My brother Dore was very young when Our Parents came to Home from their home, Earth. He was the firstborn, and the only born, at that time. He was still young and alone when Our Father joined the River. (All the rest of us are the offspring of Our Mother and her most sacred tears. This we are taught.) My brother wore the crown that he made for himself when he was first a man, when he coupled with Melithiel, the princess from down the road. He wore a green cloak, fearing in his peculiar devoutness to wear the blue-green of the River. Rather he celebrated the forests, and their masculine and less holy aspects. On special occasions he took for his own a carved wooden throne which was set up on a stone dais (he did not take the vacated throne of Our Father); he sat only for short periods of time, a staff cut from the forest in his hand. He did not like to be conspicuous but, in his position, it was difficult for him not to be so.
Dore was the friend of the forest. He was well-liked by lizards. Sometimes in the woods at night, when he built his large fires and slept, he took off his boots; in the morning there would be huge slugs leaving their silvery trails like webwork in them. Better he should have laughed with fish in the River.

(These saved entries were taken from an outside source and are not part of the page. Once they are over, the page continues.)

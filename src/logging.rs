//! Tracing subscriber setup for hosts and tests.

use tracing_subscriber::{fmt, EnvFilter};

/// Install a fmt subscriber filtered by `RUST_LOG` (default `info`).
///
/// Does nothing if a global subscriber is already set.
pub fn init() {
    let filter = EnvFilter::try_from_default_env().unwrap_or_else(|_| EnvFilter::new("info"));

    let _ = fmt()
        .with_env_filter(filter)
        .with_target(true)
        .with_line_number(true)
        .try_init();
}

/// Verbose subscriber that writes through the test harness.
pub fn init_test() {
    let _ = fmt()
        .with_env_filter(EnvFilter::new("debug"))
        .with_test_writer()
        .try_init();
}
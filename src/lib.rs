//! bin-route-planner
//!
//! Collection route clustering and fill-date forecasting for monitored
//! waste bins.

pub mod config;
pub mod error;
pub mod forecast;
pub mod haversine;
pub mod logging;
pub mod memory;
pub mod model;
pub mod router;
pub mod service;
pub mod supabase;
pub mod traits;

pub use config::PlannerConfig;
pub use error::{ErrorCategory, ErrorPayload, PlannerError};
pub use model::{Bin, BinStatus, CollectionEvent, FillPrediction, RouteCluster, RouteStatus};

The idea of the mission was not originally conceived by Our Mother, although it is thought by some of us that she gave the inspiration subliminally to our brother Tere. She used to do that quite a bit. The mission was closely related to the reason that Our Parents left their beautiful red and gray Earth.
Our Parents were nearly superhuman in their powers and in their inestimable resources. Why then did they leave their natural home for the unknown territories off-planet? Was it because their brothers on Earth were jealous and afraid of their control of supernatural forces beyond comprehension? Was it because the Earth people hated Our Parents for their all-encompassing knowledge, their perfect and blessed relationship to all living things, their total and consistent morality? No. They hounded Our Father and Our Mother from their midst because of Our Parents' overwhelming debts.
One day Tere came in from the fields. He works very little in the fields, contenting himself instead to measure the distance between the chata stalks with his eyes and remark on the good fortune that prevented us from planting them too closely together. We laughed behind his wide back, because we knew that he was only shirking. We have always hated the work in the chata bean fields, but we did not hate Tere for making our tasks harder. We do not like him as much as we like others of us, but his laziness is only part of the reason.
Tere thought of the mission, so I will describe him. He was second-eldest, and there is a theory current among a large part of us that the mission was intended as a way to become eldest. He is eldest now, so that theory cannot be totally discounted; but it is uncharitable.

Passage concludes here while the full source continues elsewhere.